My Past and My Changes


I put a lot of thought behind what I did and what the Lord told me a few weeks ago. My blog is about changing, and it's exactly what I'm doing.

I'm going to start with superficial things, just to get them out of the way.

I plan on working out, two times a day, once at six AM and another time at seven PM, to reduce my anxiety and stress level. I remember that I use to be super giddy when I did that, so why not? Also, in affect, I am not allowed to eat super sugary things: only three times a week. This is for my blood sugar health because of my pre-diabetes and heart issues (yes, I all ready have these problems. I'm like a freaking 45 year old). This is also because it's not doing me any good.

I also plan on getting my hair weaved and chopped.
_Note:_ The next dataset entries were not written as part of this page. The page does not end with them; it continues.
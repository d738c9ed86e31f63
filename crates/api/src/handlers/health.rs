//! Liveness endpoint, mounted outside `/api/v1`.

use axum::extract::State;
use axum::Json;
use serde::Serialize;

use crate::state::AppState;

/// Health check response payload.
#[derive(Serialize)]
pub struct HealthResponse {
    pub status: &'static str,
    /// Crate version from Cargo.toml.
    pub version: &'static str,
    /// Whether the database is reachable (`true` when running without one).
    pub db_healthy: bool,
    /// Whether job updates currently travel through the shared broker.
    pub pubsub_available: bool,
}

/// GET /health -- returns service, database and broker health.
pub async fn health_check(State(state): State<AppState>) -> Json<HealthResponse> {
    let db_healthy = match &state.pool {
        Some(pool) => bigshot_db::health_check(pool).await.is_ok(),
        None => true,
    };
    let pubsub_available = state.broadcast.pubsub_available();

    let status = if db_healthy && pubsub_available {
        "ok"
    } else {
        "degraded"
    };

    Json(HealthResponse {
        status,
        version: env!("CARGO_PKG_VERSION"),
        db_healthy,
        pubsub_available,
    })
}
//! Job row model and the DTOs used to create, update and list jobs.

use std::collections::BTreeMap;

use bigshot_core::job_result::{JobOutcome, JobResult, NotificationEntry};
use bigshot_core::job_status::JobStatus;
use bigshot_core::job_type::JobType;
use bigshot_core::types::{DbId, Timestamp};
use serde::{Deserialize, Serialize};
use sqlx::FromRow;

/// Maximum page size for job listing.
pub const MAX_PER_PAGE: i64 = 100;

/// Default page size for job listing.
pub const DEFAULT_PER_PAGE: i64 = 50;

/// A row from the `jobs` table.
#[derive(Debug, Clone, PartialEq, FromRow, Serialize)]
pub struct Job {
    pub id: DbId,
    #[sqlx(try_from = "String")]
    #[serde(rename = "type")]
    pub job_type: JobType,
    pub target: Option<String>,
    #[sqlx(try_from = "String")]
    pub status: JobStatus,
    pub progress: i16,
    pub result: Option<serde_json::Value>,
    pub error_message: Option<String>,
    pub created_at: Timestamp,
    pub updated_at: Timestamp,
}

impl Job {
    /// The typed result envelope. Malformed payloads read as empty.
    pub fn result_envelope(&self) -> JobResult {
        JobResult::from_stored(self.result.as_ref())
    }

    /// Correlation id of the queue task executing this job, if recorded.
    pub fn task_id(&self) -> Option<String> {
        self.result_envelope().task_id
    }
}

/// Input for creating a new job.
#[derive(Debug, Clone)]
pub struct CreateJob {
    pub job_type: JobType,
    pub target: Option<String>,
}

/// A conditional, partial update of a job row.
///
/// Every field is optional. Result-envelope fields are merged into the
/// stored payload rather than replacing it, and `notification` is always
/// appended to the ledger. When `expected` is non-empty the update only
/// applies if the row's current status is one of those values.
#[derive(Debug, Clone, Default)]
pub struct JobChanges {
    pub status: Option<JobStatus>,
    pub progress: Option<i16>,
    pub error_message: Option<String>,
    pub task_id: Option<String>,
    pub outcome: Option<JobOutcome>,
    pub notification: Option<NotificationEntry>,
    pub expected: Vec<JobStatus>,
}

impl JobChanges {
    /// A status change guarded by the lifecycle's legal source states.
    pub fn transition(to: JobStatus) -> Self {
        Self {
            status: Some(to),
            expected: JobStatus::sources_for(to),
            ..Default::default()
        }
    }

    pub fn progress(mut self, progress: i16) -> Self {
        self.progress = Some(progress);
        self
    }

    pub fn error_message(mut self, message: impl Into<String>) -> Self {
        self.error_message = Some(message.into());
        self
    }

    pub fn task_id(mut self, task_id: impl Into<String>) -> Self {
        self.task_id = Some(task_id.into());
        self
    }

    pub fn outcome(mut self, outcome: JobOutcome) -> Self {
        self.outcome = Some(outcome);
        self
    }

    pub fn notify(mut self, entry: NotificationEntry) -> Self {
        self.notification = Some(entry);
        self
    }

    /// Only apply while the job is in one of `statuses`.
    pub fn when_status_in(mut self, statuses: &[JobStatus]) -> Self {
        self.expected = statuses.to_vec();
        self
    }

    /// Apply these changes to an in-memory job, honouring the guard.
    ///
    /// Returns `false` (leaving `job` untouched) when the guard rejects.
    pub fn apply_to(&self, job: &mut Job, now: Timestamp) -> bool {
        if !self.expected.is_empty() && !self.expected.contains(&job.status) {
            return false;
        }

        if let Some(status) = self.status {
            job.status = status;
        }
        if let Some(progress) = self.progress {
            job.progress = progress;
        }
        if let Some(message) = &self.error_message {
            job.error_message = Some(message.clone());
        }

        if self.task_id.is_some() || self.outcome.is_some() || self.notification.is_some() {
            job.result = Some(self.merge_result(job.result.take()));
        }

        job.updated_at = now;
        true
    }

    /// Key-level merge into the stored `result` object, matching the
    /// `jsonb_set` chain of the Postgres update: a non-object result starts
    /// over as `{}`, a non-array `notifications` starts over as `[]`, and
    /// every other key is kept as stored.
    fn merge_result(&self, stored: Option<serde_json::Value>) -> serde_json::Value {
        let mut object = match stored {
            Some(serde_json::Value::Object(map)) => map,
            _ => serde_json::Map::new(),
        };
        if let Some(task_id) = &self.task_id {
            object.insert("task_id".into(), serde_json::Value::String(task_id.clone()));
        }
        if let Some(outcome) = &self.outcome {
            object.insert(
                "outcome".into(),
                serde_json::to_value(outcome).unwrap_or(serde_json::Value::Null),
            );
        }
        if let Some(entry) = &self.notification {
            let entry = serde_json::to_value(entry).unwrap_or(serde_json::Value::Null);
            match object.get_mut("notifications") {
                Some(serde_json::Value::Array(entries)) => entries.push(entry),
                _ => {
                    object.insert("notifications".into(), serde_json::json!([entry]));
                }
            }
        }
        serde_json::Value::Object(object)
    }
}

/// Query parameters for listing jobs.
#[derive(Debug, Clone, Default, Deserialize)]
pub struct JobListQuery {
    pub status: Option<JobStatus>,
    #[serde(rename = "type")]
    pub job_type: Option<JobType>,
    /// Substring match against the job target.
    pub target: Option<String>,
    pub page: Option<i64>,
    pub per_page: Option<i64>,
}

impl JobListQuery {
    /// Effective `(page, per_page)` with defaults and bounds applied.
    pub fn paging(&self) -> (i64, i64) {
        let page = self.page.unwrap_or(1).max(1);
        let per_page = self
            .per_page
            .unwrap_or(DEFAULT_PER_PAGE)
            .clamp(1, MAX_PER_PAGE);
        (page, per_page)
    }

    /// Whether `job` passes the filters (used by in-memory stores).
    pub fn matches(&self, job: &Job) -> bool {
        self.status.is_none_or(|s| job.status == s)
            && self.job_type.is_none_or(|t| job.job_type == t)
            && self.target.as_deref().is_none_or(|needle| {
                let needle = needle.to_lowercase();
                job.target
                    .as_deref()
                    .is_some_and(|target| target.to_lowercase().contains(&needle))
            })
    }
}

/// One page of a job listing.
#[derive(Debug, Clone, Serialize)]
pub struct JobPage {
    pub items: Vec<Job>,
    pub total: i64,
    pub page: i64,
    pub per_page: i64,
    pub pages: i64,
}

impl JobPage {
    pub fn new(items: Vec<Job>, total: i64, page: i64, per_page: i64) -> Self {
        let pages = if total == 0 {
            0
        } else {
            (total + per_page - 1) / per_page
        };
        Self {
            items,
            total,
            page,
            per_page,
            pages,
        }
    }
}

/// Aggregate job counts.
#[derive(Debug, Clone, Default, PartialEq, Serialize)]
pub struct JobStats {
    pub total_jobs: i64,
    pub by_status: BTreeMap<String, i64>,
    pub by_type: BTreeMap<String, i64>,
    /// Mean `updated_at - created_at` of completed jobs, in seconds.
    pub avg_completion_secs: Option<f64>,
    /// Jobs created in the last 24 hours.
    pub recent_jobs: i64,
}

#[cfg(test)]
mod tests {
    use bigshot_core::job_events::UpdateType;
    use chrono::Utc;

    use super::*;

    fn job(status: JobStatus) -> Job {
        let now = Utc::now();
        Job {
            id: 1,
            job_type: JobType::DomainEnumeration,
            target: Some("example.com".into()),
            status,
            progress: 0,
            result: None,
            error_message: None,
            created_at: now,
            updated_at: now,
        }
    }

    #[test]
    fn guarded_change_is_rejected_from_wrong_status() {
        let mut j = job(JobStatus::Completed);
        let applied = JobChanges::transition(JobStatus::Cancelled).apply_to(&mut j, Utc::now());
        assert!(!applied);
        assert_eq!(j.status, JobStatus::Completed);
    }

    #[test]
    fn envelope_fields_merge_into_existing_result() {
        let mut j = job(JobStatus::Pending);
        JobChanges::default()
            .task_id("t-1")
            .apply_to(&mut j, Utc::now());
        JobChanges::transition(JobStatus::Running)
            .notify(NotificationEntry::new(
                UpdateType::Started,
                serde_json::Value::Null,
            ))
            .apply_to(&mut j, Utc::now());

        let envelope = j.result_envelope();
        assert_eq!(envelope.task_id.as_deref(), Some("t-1"));
        assert_eq!(envelope.notifications.len(), 1);
        assert_eq!(j.status, JobStatus::Running);
    }

    #[test]
    fn paging_is_bounded() {
        let q = JobListQuery {
            page: Some(0),
            per_page: Some(1_000),
            ..Default::default()
        };
        assert_eq!(q.paging(), (1, MAX_PER_PAGE));
        assert_eq!(JobListQuery::default().paging(), (1, DEFAULT_PER_PAGE));
    }

    #[test]
    fn page_count_rounds_up() {
        assert_eq!(JobPage::new(vec![], 101, 1, 50).pages, 3);
        assert_eq!(JobPage::new(vec![], 0, 1, 50).pages, 0);
    }

    #[test]
    fn filters_match_target_substring() {
        let q = JobListQuery {
            target: Some("example".into()),
            status: Some(JobStatus::Pending),
            ..Default::default()
        };
        assert!(q.matches(&job(JobStatus::Pending)));
        assert!(!q.matches(&job(JobStatus::Running)));
    }

    #[test]
    fn target_filter_ignores_case() {
        let q = JobListQuery {
            target: Some("EXAMPLE.Com".into()),
            ..Default::default()
        };
        assert!(q.matches(&job(JobStatus::Pending)));
    }

    #[test]
    fn ledger_append_keeps_keys_of_a_malformed_envelope() {
        let mut j = job(JobStatus::Running);
        j.result = Some(serde_json::json!({
            "task_id": 42,
            "legacy": "kept",
            "notifications": "not-a-list",
        }));
        JobChanges::default()
            .notify(NotificationEntry::new(
                UpdateType::Progress,
                serde_json::Value::Null,
            ))
            .apply_to(&mut j, Utc::now());

        let stored = j.result.as_ref().unwrap();
        assert_eq!(stored["task_id"], 42);
        assert_eq!(stored["legacy"], "kept");
        assert_eq!(stored["notifications"].as_array().unwrap().len(), 1);
    }

    #[test]
    fn non_object_result_starts_over() {
        let mut j = job(JobStatus::Pending);
        j.result = Some(serde_json::json!("garbage"));
        JobChanges::default()
            .task_id("t-9")
            .apply_to(&mut j, Utc::now());
        assert_eq!(j.result, Some(serde_json::json!({ "task_id": "t-9" })));
    }
}
//! Enumeration source collaborators.
//!
//! A [`SourceProcessor`] turns one `(target, source)` pair into a list of
//! discovered host names. It is called once per pair and may fail; the
//! worker records the failure and moves on to the next pair.

use std::collections::HashMap;
use std::sync::Arc;

use async_trait::async_trait;

#[derive(Debug, thiserror::Error)]
pub enum SourceError {
    #[error("Request failed: {0}")]
    Request(String),

    #[error("Source returned HTTP {0}")]
    HttpStatus(u16),

    #[error("Unexpected response: {0}")]
    Decode(String),
}

#[async_trait]
pub trait SourceProcessor: Send + Sync {
    /// Source name as used in job requests (e.g. `crt.sh`).
    fn name(&self) -> &str;

    /// Look up subdomains of `target`. `api_key` is the credential the
    /// [`CredentialProvider`] returned for this source, if any.
    async fn process(&self, target: &str, api_key: Option<&str>)
        -> Result<Vec<String>, SourceError>;
}

/// Source name to processor lookup.
#[derive(Default, Clone)]
pub struct ProcessorRegistry {
    processors: HashMap<String, Arc<dyn SourceProcessor>>,
}

impl ProcessorRegistry {
    pub fn new() -> Self {
        Self::default()
    }

    pub fn register(mut self, processor: Arc<dyn SourceProcessor>) -> Self {
        self.processors
            .insert(processor.name().to_string(), processor);
        self
    }

    pub fn get(&self, source: &str) -> Option<&Arc<dyn SourceProcessor>> {
        self.processors.get(source)
    }

    /// Registered source names, sorted.
    pub fn sources(&self) -> Vec<&str> {
        let mut names: Vec<&str> = self.processors.keys().map(String::as_str).collect();
        names.sort_unstable();
        names
    }
}

/// Per-source API key lookup.
pub trait CredentialProvider: Send + Sync {
    fn api_key(&self, source: &str) -> Option<String>;
}

/// Fixed source-to-key map, typically built from configuration.
#[derive(Debug, Default, Clone)]
pub struct StaticCredentials {
    keys: HashMap<String, String>,
}

impl StaticCredentials {
    pub fn new() -> Self {
        Self::default()
    }

    /// Add a key for `source`. Empty keys are ignored.
    pub fn with_key(mut self, source: impl Into<String>, key: Option<String>) -> Self {
        if let Some(key) = key.filter(|k| !k.trim().is_empty()) {
            self.keys.insert(source.into(), key);
        }
        self
    }
}

impl CredentialProvider for StaticCredentials {
    fn api_key(&self, source: &str) -> Option<String> {
        self.keys.get(source).cloned()
    }
}
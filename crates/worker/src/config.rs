use std::time::Duration;

use bigshot_pipeline::StaticCredentials;

use crate::pool::MIN_POLL_INTERVAL;
use crate::sources::{SHODAN, VIRUSTOTAL};

/// Worker process configuration loaded from environment variables.
#[derive(Debug, Clone)]
pub struct WorkerConfig {
    /// Worker name recorded on claimed tasks (default: `worker-<pid>`).
    pub name: String,
    /// Number of concurrent claim loops (default: `4`).
    pub concurrency: usize,
    /// Delay between claims when the queue is empty (default: `1000` ms,
    /// never below 1 ms).
    pub poll_interval: Duration,
    pub virustotal_api_key: Option<String>,
    pub shodan_api_key: Option<String>,
}

impl WorkerConfig {
    /// Load configuration from environment variables with defaults.
    ///
    /// | Env Var                   | Default          |
    /// |---------------------------|------------------|
    /// | `WORKER_NAME`             | `worker-<pid>`   |
    /// | `WORKER_CONCURRENCY`      | `4`              |
    /// | `WORKER_POLL_INTERVAL_MS` | `1000`           |
    /// | `VIRUSTOTAL_API_KEY`      | unset            |
    /// | `SHODAN_API_KEY`          | unset            |
    pub fn from_env() -> Self {
        let name = std::env::var("WORKER_NAME")
            .unwrap_or_else(|_| format!("worker-{}", std::process::id()));

        let concurrency: usize = std::env::var("WORKER_CONCURRENCY")
            .unwrap_or_else(|_| "4".into())
            .parse()
            .expect("WORKER_CONCURRENCY must be a valid usize");

        let poll_interval_ms: u64 = std::env::var("WORKER_POLL_INTERVAL_MS")
            .unwrap_or_else(|_| "1000".into())
            .parse()
            .expect("WORKER_POLL_INTERVAL_MS must be a valid u64");

        Self {
            name,
            concurrency: concurrency.max(1),
            poll_interval: poll_interval_from_ms(poll_interval_ms),
            virustotal_api_key: std::env::var("VIRUSTOTAL_API_KEY").ok(),
            shodan_api_key: std::env::var("SHODAN_API_KEY").ok(),
        }
    }

    /// Credentials for the keyed sources.
    pub fn credentials(&self) -> StaticCredentials {
        StaticCredentials::new()
            .with_key(VIRUSTOTAL, self.virustotal_api_key.clone())
            .with_key(SHODAN, self.shodan_api_key.clone())
    }
}

fn poll_interval_from_ms(ms: u64) -> Duration {
    Duration::from_millis(ms).max(MIN_POLL_INTERVAL)
}

impl Default for WorkerConfig {
    fn default() -> Self {
        Self {
            name: "worker".to_string(),
            concurrency: 4,
            poll_interval: Duration::from_secs(1),
            virustotal_api_key: None,
            shodan_api_key: None,
        }
    }
}
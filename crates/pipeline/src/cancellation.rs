//! Job cancellation.

use std::sync::Arc;

use bigshot_core::error::CoreError;
use bigshot_core::types::DbId;
use bigshot_db::models::job::Job;
use bigshot_db::models::task::RevokeOutcome;

use crate::error::PipelineError;
use crate::lifecycle::LifecycleReporter;
use crate::queue::TaskQueue;

/// Cancels pending or running jobs.
///
/// The queue revoke is best effort: an unknown, finished or unreachable
/// task does not block the cancel. The job row is the authority, and the
/// worker stops at its next status check.
#[derive(Clone)]
pub struct CancellationController {
    reporter: LifecycleReporter,
    queue: Arc<dyn TaskQueue>,
}

impl CancellationController {
    pub fn new(reporter: LifecycleReporter, queue: Arc<dyn TaskQueue>) -> Self {
        Self { reporter, queue }
    }

    pub async fn cancel(&self, job_id: DbId) -> Result<Job, PipelineError> {
        let job = self
            .reporter
            .jobs()
            .find_by_id(job_id)
            .await?
            .ok_or(CoreError::NotFound {
                entity: "job",
                id: job_id,
            })?;

        if !job.status.is_active() {
            return Err(CoreError::Conflict(format!(
                "Job {job_id} is {} and cannot be cancelled",
                job.status
            ))
            .into());
        }

        if let Some(task_id) = job.task_id() {
            match self.queue.revoke(&task_id).await {
                Ok(RevokeOutcome::Revoked) => {
                    tracing::info!(job_id, task_id = %task_id, "Task revoked");
                }
                Ok(outcome) => {
                    tracing::debug!(job_id, task_id = %task_id, ?outcome, "Nothing to revoke");
                }
                Err(e) => {
                    tracing::warn!(job_id, task_id = %task_id, error = %e, "Failed to revoke task");
                }
            }
        }

        self.reporter.cancel(job_id).await
    }
}
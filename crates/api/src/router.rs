//! The HTTP surface of the API: one route table plus the middleware stack.
//!
//! ```text
//! GET    /health                          health_check
//!
//! GET    /api/v1/ws                       WebSocket (token in `?token=`)
//! GET    /api/v1/ws/stats                 connection_stats
//!
//! GET    /api/v1/jobs                     list_jobs
//! POST   /api/v1/jobs                     start_job
//! GET    /api/v1/jobs/stats               job_stats
//! GET    /api/v1/jobs/{id}                get_job
//! GET    /api/v1/jobs/{id}/status         job_status
//! GET    /api/v1/jobs/{id}/task-status    task_status
//! GET    /api/v1/jobs/{id}/logs           job_logs
//! GET    /api/v1/jobs/{id}/results        job_results
//! POST   /api/v1/jobs/{id}/cancel         cancel_job
//! ```
//!
//! The binary and the integration tests both build the app through
//! [`build_app_router`].

use std::time::Duration;

use axum::http::header::{AUTHORIZATION, CONTENT_TYPE};
use axum::http::{Method, StatusCode};
use axum::routing::{get, post};
use axum::Router;
use tower_http::catch_panic::CatchPanicLayer;
use tower_http::cors::CorsLayer;
use tower_http::request_id::{MakeRequestUuid, PropagateRequestIdLayer, SetRequestIdLayer};
use tower_http::timeout::TimeoutLayer;
use tower_http::trace::{DefaultMakeSpan, DefaultOnResponse, TraceLayer};
use tracing::Level;

use crate::config::ServerConfig;
use crate::handlers::{health, jobs};
use crate::state::AppState;
use crate::ws;

/// Build the application [`Router`] for `state`.
pub fn build_app_router(state: AppState, config: &ServerConfig) -> Router {
    let api = Router::new()
        .route("/ws", get(ws::ws_handler))
        .route("/ws/stats", get(ws::connection_stats))
        .nest("/jobs", job_routes());

    Router::new()
        .route("/health", get(health::health_check))
        .nest("/api/v1", api)
        // Applied bottom-up: the last `.layer` is outermost.
        .layer(CatchPanicLayer::new())
        .layer(TimeoutLayer::with_status_code(
            StatusCode::REQUEST_TIMEOUT,
            Duration::from_secs(config.request_timeout_secs),
        ))
        .layer(PropagateRequestIdLayer::x_request_id())
        .layer(
            TraceLayer::new_for_http()
                .make_span_with(DefaultMakeSpan::new().level(Level::INFO))
                .on_response(DefaultOnResponse::new().level(Level::INFO)),
        )
        .layer(SetRequestIdLayer::x_request_id(MakeRequestUuid))
        .layer(build_cors_layer(config))
        .with_state(state)
}

/// The `/jobs` resource. Every handler takes an authenticated user.
fn job_routes() -> Router<AppState> {
    Router::new()
        .route("/", get(jobs::list_jobs).post(jobs::start_job))
        .route("/stats", get(jobs::job_stats))
        .route("/{id}", get(jobs::get_job))
        .route("/{id}/status", get(jobs::job_status))
        .route("/{id}/task-status", get(jobs::task_status))
        .route("/{id}/logs", get(jobs::job_logs))
        .route("/{id}/results", get(jobs::job_results))
        .route("/{id}/cancel", post(jobs::cancel_job))
}

/// CORS for the configured origins. Only the verbs the route table uses
/// are allowed.
///
/// Panics at startup if any configured origin is invalid.
fn build_cors_layer(config: &ServerConfig) -> CorsLayer {
    let origins: Vec<_> = config
        .cors_origins
        .iter()
        .map(|o| {
            o.parse()
                .unwrap_or_else(|e| panic!("Invalid CORS origin '{o}': {e}"))
        })
        .collect();

    CorsLayer::new()
        .allow_origin(origins)
        .allow_methods([Method::GET, Method::POST])
        .allow_headers([CONTENT_TYPE, AUTHORIZATION])
        .allow_credentials(true)
        .max_age(Duration::from_secs(3600))
}
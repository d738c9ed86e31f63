//! Shared wiring for pipeline integration tests: every seam is in-memory.

#![allow(dead_code)]

use std::sync::atomic::{AtomicI64, Ordering};
use std::sync::Arc;

use async_trait::async_trait;
use bigshot_core::types::DbId;
use bigshot_db::memory::{MemoryDomainStore, MemoryJobStore};
use bigshot_db::models::job::Job;
use bigshot_db::store::JobStore;
use bigshot_events::{
    BroadcastConfig, BroadcastService, JobUpdate, MemoryBroker, Outbound, ServerMessage,
};
use bigshot_pipeline::{
    CancellationController, JobQueryService, LifecycleReporter, MemoryTaskQueue,
    ProcessorRegistry, SourceError, SourceProcessor, StaticCredentials, TaskDispatcher, Worker,
};
use tokio::sync::mpsc::UnboundedReceiver;

pub struct Harness {
    pub jobs: Arc<MemoryJobStore>,
    pub domains: Arc<MemoryDomainStore>,
    pub queue: Arc<MemoryTaskQueue>,
    pub broker: Arc<MemoryBroker>,
    pub broadcast: BroadcastService,
    pub reporter: LifecycleReporter,
    pub dispatcher: TaskDispatcher,
    pub cancellation: CancellationController,
    pub query: JobQueryService,
}

impl Harness {
    pub fn new() -> Self {
        let jobs = Arc::new(MemoryJobStore::new());
        let domains = Arc::new(MemoryDomainStore::new());
        let queue = Arc::new(MemoryTaskQueue::new());
        let broker = Arc::new(MemoryBroker::new());
        let broadcast = BroadcastService::new(broker.clone(), BroadcastConfig::default());
        let reporter = LifecycleReporter::new(jobs.clone(), broadcast.clone());

        Self {
            dispatcher: TaskDispatcher::new(reporter.clone(), queue.clone()),
            cancellation: CancellationController::new(reporter.clone(), queue.clone()),
            query: JobQueryService::new(jobs.clone(), queue.clone()),
            jobs,
            domains,
            queue,
            broker,
            broadcast,
            reporter,
        }
    }

    pub fn worker(&self, processors: ProcessorRegistry) -> Worker {
        Worker::new(
            "test-worker",
            self.reporter.clone(),
            self.domains.clone(),
            Arc::new(processors),
            Arc::new(StaticCredentials::new()),
        )
    }

    pub async fn job(&self, id: DbId) -> Job {
        self.jobs.find_by_id(id).await.unwrap().unwrap()
    }

    /// Register a client in the "all jobs" room. With the broker down every
    /// publish is delivered locally, so the receiver sees updates in order.
    pub async fn watch_all(&self) -> UnboundedReceiver<Outbound> {
        self.broker.set_available(false);
        let rx = self.broadcast.registry().register("watcher".into(), 1).await;
        self.broadcast.registry().subscribe_all("watcher").await;
        rx
    }
}

pub fn drain_updates(rx: &mut UnboundedReceiver<Outbound>) -> Vec<JobUpdate> {
    let mut updates = Vec::new();
    while let Ok(message) = rx.try_recv() {
        if let Outbound::Message(ServerMessage::JobUpdate(update)) = message {
            updates.push(update);
        }
    }
    updates
}

// ---------------------------------------------------------------------------
// Source processors
// ---------------------------------------------------------------------------

/// Returns a fixed list of names for any target.
pub struct FixedSource {
    pub name: &'static str,
    pub names: Vec<&'static str>,
}

#[async_trait]
impl SourceProcessor for FixedSource {
    fn name(&self) -> &str {
        self.name
    }

    async fn process(
        &self,
        _target: &str,
        _api_key: Option<&str>,
    ) -> Result<Vec<String>, SourceError> {
        Ok(self.names.iter().map(|n| n.to_string()).collect())
    }
}

/// Always fails.
pub struct FailingSource(pub &'static str);

#[async_trait]
impl SourceProcessor for FailingSource {
    fn name(&self) -> &str {
        self.0
    }

    async fn process(
        &self,
        _target: &str,
        _api_key: Option<&str>,
    ) -> Result<Vec<String>, SourceError> {
        Err(SourceError::HttpStatus(503))
    }
}

/// Cancels the job it is working for, then returns nothing.
pub struct CancellingSource {
    pub controller: CancellationController,
    pub job_id: AtomicI64,
}

impl CancellingSource {
    pub fn new(controller: CancellationController) -> Self {
        Self {
            controller,
            job_id: AtomicI64::new(0),
        }
    }

    pub fn target(&self, job_id: DbId) {
        self.job_id.store(job_id, Ordering::SeqCst);
    }
}

#[async_trait]
impl SourceProcessor for CancellingSource {
    fn name(&self) -> &str {
        "cancel"
    }

    async fn process(
        &self,
        _target: &str,
        _api_key: Option<&str>,
    ) -> Result<Vec<String>, SourceError> {
        let job_id = self.job_id.load(Ordering::SeqCst);
        self.controller
            .cancel(job_id)
            .await
            .map_err(|e| SourceError::Request(e.to_string()))?;
        Ok(Vec::new())
    }
}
Not short, because I'm aiming for long hair, but I want a different look. I also plan on weaving my hair with red, because I think it's pretty. It will be subtle, because it needs to look natural. Along with this, I am going to touch up my tattoo, cause it needs it and I want the lines to fill in all the way. Just saying.


My change is also reaching to my heart. I plan and will be doing morning devotionals before I leave for work, because I haven't been spending the right time with the Lord. I've been in myself, and I realized it's because I think my value is in this world, and I need to get my head out of the sand and know my only value is in Christ and Him alone. He must be my number one.
This also means learning that since my value is in Christ, nothing else matters, and if I am to pursue anything or anyone, it must be for the glory of Christ. So far, I haven't thought of anything that is a distraction/doesn't give glory to Christ. In fact, someone actually helped me out. I had a lot, and still have a lot of regret. But this person has helped me start a new mindset of valuing Christ, and it's started with trust and restraint toward my old self. I must not succumb to what I use to do/be. It is a valuable experience, but I must live the life Christ placed in front of me. This means pursuing people, and my career as a teacher, as he commanded. My relationships are along with his command, and that gives me hope. This also means living for today.

I need help, folks. As easy as change is, it's actually a tough thing to get by. I need support, and most of all, mentorship and prayer. Because my life is a song, and a unique one, I will need help. You are part of my voice. Christ is number one, but I always need a support system.

If you are reading this, thank you for consideration. Thank you for your thoughts. Thank you for your prayers.

1 comment:

  1. A thought on the 3 sugary things a week- choose a preset day and time, that way you don't break your rule the rest of the week. Your exercise will help with the pre-diabetes a lot. Just walking 45 min/day when I was gestational diabetic lowered my levels 10-20 points. Hope you succeed!